Soon after Robert F. Kennedy Jr. was sworn in as the nation’s health secretary, he promised to overhaul the federal nutrition guidelines. A key step, he said, would be to “toss out the people who were writing the guidelines with conflicts of interest.”

His own panel, he said, would “have no conflicts of interest.” But the new guidelines, which were released Wednesday and emphasize protein, meat, cheese and milk, were informed by a panel of experts with several ties to the meat and dairy industries.

Three of the nine members have received grants or done consulting work for the National Cattlemen’s Beef Association; one of those also received a research grant from and serves as an adviser to the National Pork Board. At least three members — including two of the same ones who have done work for red meat groups — have financial ties to dairy industry organizations, such as the National Dairy Council. Another is a co-creator of a high-protein meal replacement product. The experts did not write the guidelines, but produced reviews of scientific evidence on which the guidelines were based.

Such conflicts have been a problem “for a very long time,” said Marion Nestle, an emeritus professor of nutrition, food studies and public health at New York University, who was on the guidelines committee in 1995. Mr. Kennedy and his allies were right to criticize previous versions for being influenced by industry, she said, but their actions since then have been hypocritical.

“They’ve just done the same thing,” Dr. Nestle said, adding of Mr. Kennedy, “If he views the members of previous committees as being sold out to industries, it’s very difficult to understand why the same designation doesn’t apply to these people, except that these people are associated with the meat and dairy industries, and they like that.”

Andrew Nixon, a spokesman for the health department, said the guidelines were based on “rigorous scientific review and independent oversight” and that it was “absurd to suggest that anything other than gold standard science guided our work on this presidential priority.”

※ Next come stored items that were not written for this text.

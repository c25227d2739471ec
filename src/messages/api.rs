//! Host-facing API surface, shaped like the JSON-RPC wallet interface:
//! requests, the `ChannelResult` they resolve to, and the numeric,
//! per-operation error codes every rejected request maps to.

use crate::channel::AllocationItem;
use crate::{Address, Hash, U256};
use alloc::string::String;
use alloc::vec::Vec;

use super::ParticipantMessage;

/// Which funding sub-protocol a new channel should use.
#[derive(Debug, Clone, Copy, PartialEq, Eq)]
pub enum FundingStrategy {
    Direct,
    Ledger,
    Virtual,
}

/// Requests a host may issue against the wallet.
#[derive(Debug, Clone)]
pub enum ApiRequest {
    CreateChannel {
        chain_id: U256,
        participants: Vec<Address>,
        allocations: Vec<AllocationItem>,
        app_definition: Address,
        app_data: Vec<u8>,
        challenge_duration: u64,
        funding_strategy: FundingStrategy,
    },
    JoinChannel {
        channel_id: Hash,
    },
    UpdateChannel {
        channel_id: Hash,
        /// Must match the channel's participant set; participants cannot
        /// change after creation.
        participants: Vec<Address>,
        allocations: Vec<AllocationItem>,
        app_data: Vec<u8>,
    },
    GetState {
        channel_id: Hash,
    },
    CloseChannel {
        channel_id: Hash,
    },
    ChallengeChannel {
        channel_id: Hash,
    },
    /// A message from another participant, delivered by the host's
    /// transport.
    PushMessage {
        sender: Address,
        recipient: Address,
        message: ParticipantMessage,
    },
}

/// Lifecycle position reported to the host.
#[derive(Debug, Clone, Copy, PartialEq, Eq)]
pub enum ChannelStatus {
    Proposed,
    Opening,
    Running,
    Closing,
    Closed,
    Challenging,
}

/// Snapshot of a channel returned by most requests.
#[derive(Debug, Clone, PartialEq, Eq)]
pub struct ChannelResult {
    pub channel_id: Hash,
    pub turn_num: u64,
    pub status: ChannelStatus,
    pub participants: Vec<Address>,
    pub allocations: Vec<AllocationItem>,
    pub app_data: Vec<u8>,
}

/// Numeric error codes, namespaced per operation. The wire protocol
/// promises stable numbers, so these are spelled out rather than derived.
pub mod codes {
    // CreateChannel: 100..
    pub const CREATE_CHANNEL_CHANNEL_EXISTS: u32 = 100;
    pub const CREATE_CHANNEL_INVALID_ALLOCATION: u32 = 101;
    pub const CREATE_CHANNEL_SIGNING_FAILED: u32 = 102;

    // JoinChannel: 200..
    pub const JOIN_CHANNEL_CHANNEL_NOT_FOUND: u32 = 200;
    pub const JOIN_CHANNEL_INVALID_STATE: u32 = 201;

    // CloseChannel: 300..
    pub const CLOSE_CHANNEL_NOT_YOUR_TURN: u32 = 300;
    pub const CLOSE_CHANNEL_CHANNEL_NOT_FOUND: u32 = 301;

    // UpdateChannel: 400..
    pub const UPDATE_CHANNEL_CHANNEL_NOT_FOUND: u32 = 400;
    pub const UPDATE_CHANNEL_INVALID_TRANSITION: u32 = 401;
    pub const UPDATE_CHANNEL_INVALID_APP_DATA: u32 = 402;
    pub const UPDATE_CHANNEL_NOT_YOUR_TURN: u32 = 403;

    // GetState: 500..
    pub const GET_STATE_CHANNEL_NOT_FOUND: u32 = 500;

    // ChallengeChannel: 600..
    pub const CHALLENGE_CHANNEL_CHANNEL_NOT_FOUND: u32 = 600;
    pub const CHALLENGE_CHANNEL_NO_SUPPORTED_STATE: u32 = 601;

    // PushMessage: 700..
    pub const PUSH_MESSAGE_CHANNEL_NOT_FOUND: u32 = 700;
    pub const PUSH_MESSAGE_VALIDATION_FAILED: u32 = 701;
    pub const PUSH_MESSAGE_WRONG_RECIPIENT: u32 = 702;
}

/// Structured error response. Every rejected request carries one of the
/// [codes]; a request never fails with a stringly-typed error alone.
#[derive(Debug, Clone, PartialEq, Eq)]
pub struct ApiError {
    pub code: u32,
    pub message: String,
}

impl ApiError {
    pub fn new(code: u32, message: &str) -> Self {
        ApiError {
            code,
            message: String::from(message),
        }
    }
}

/// Successful payloads mirroring the request set.
#[derive(Debug, Clone)]
pub enum ApiResponse {
    ChannelResult(ChannelResult),
    /// PushMessage acknowledges without a channel snapshot when the
    /// message concerned a channel we are not a participant of yet.
    Ack,
}

pub type ApiResult = Result<ApiResponse, ApiError>;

Unlike in previous editions, the experts’ ties were clearly enumerated in a scientific report that accompanied the new guidelines, and Dr. Nestle commended the authors for that. Some experts also praised the guidelines for being far tougher on the processed food industry than previous editions were.

“This is the first dietary guidelines I’ve seen in my lifetime that really throws the gauntlet down to industry,” said Dr. Dariush Mozaffarian, a cardiologist and the director of the Food Is Medicine Institute at Tufts University.

But other experts said the guidelines appeared to benefit different industries. And organizations including the Center for Science in the Public Interest and the American Society for Nutrition criticized the lack of transparency during the process of developing the guidelines, saying it compromised public trust in the document.

Disclosing conflicts of interest at the end of the process “isn’t really going to cut it,” said Mark Kennedy, the senior vice president of legal affairs for the Physicians Committee for Responsible Medicine, which supports plant-based diets and has filed a complaint with the government saying it should withdraw the guidelines. “Because if nobody ever had a chance to weigh in, and nobody other than the government behind closed doors had a way to assess it, there’s no way to ensure there’s fair balance.” (Mr. Kennedy is not related to the health secretary.)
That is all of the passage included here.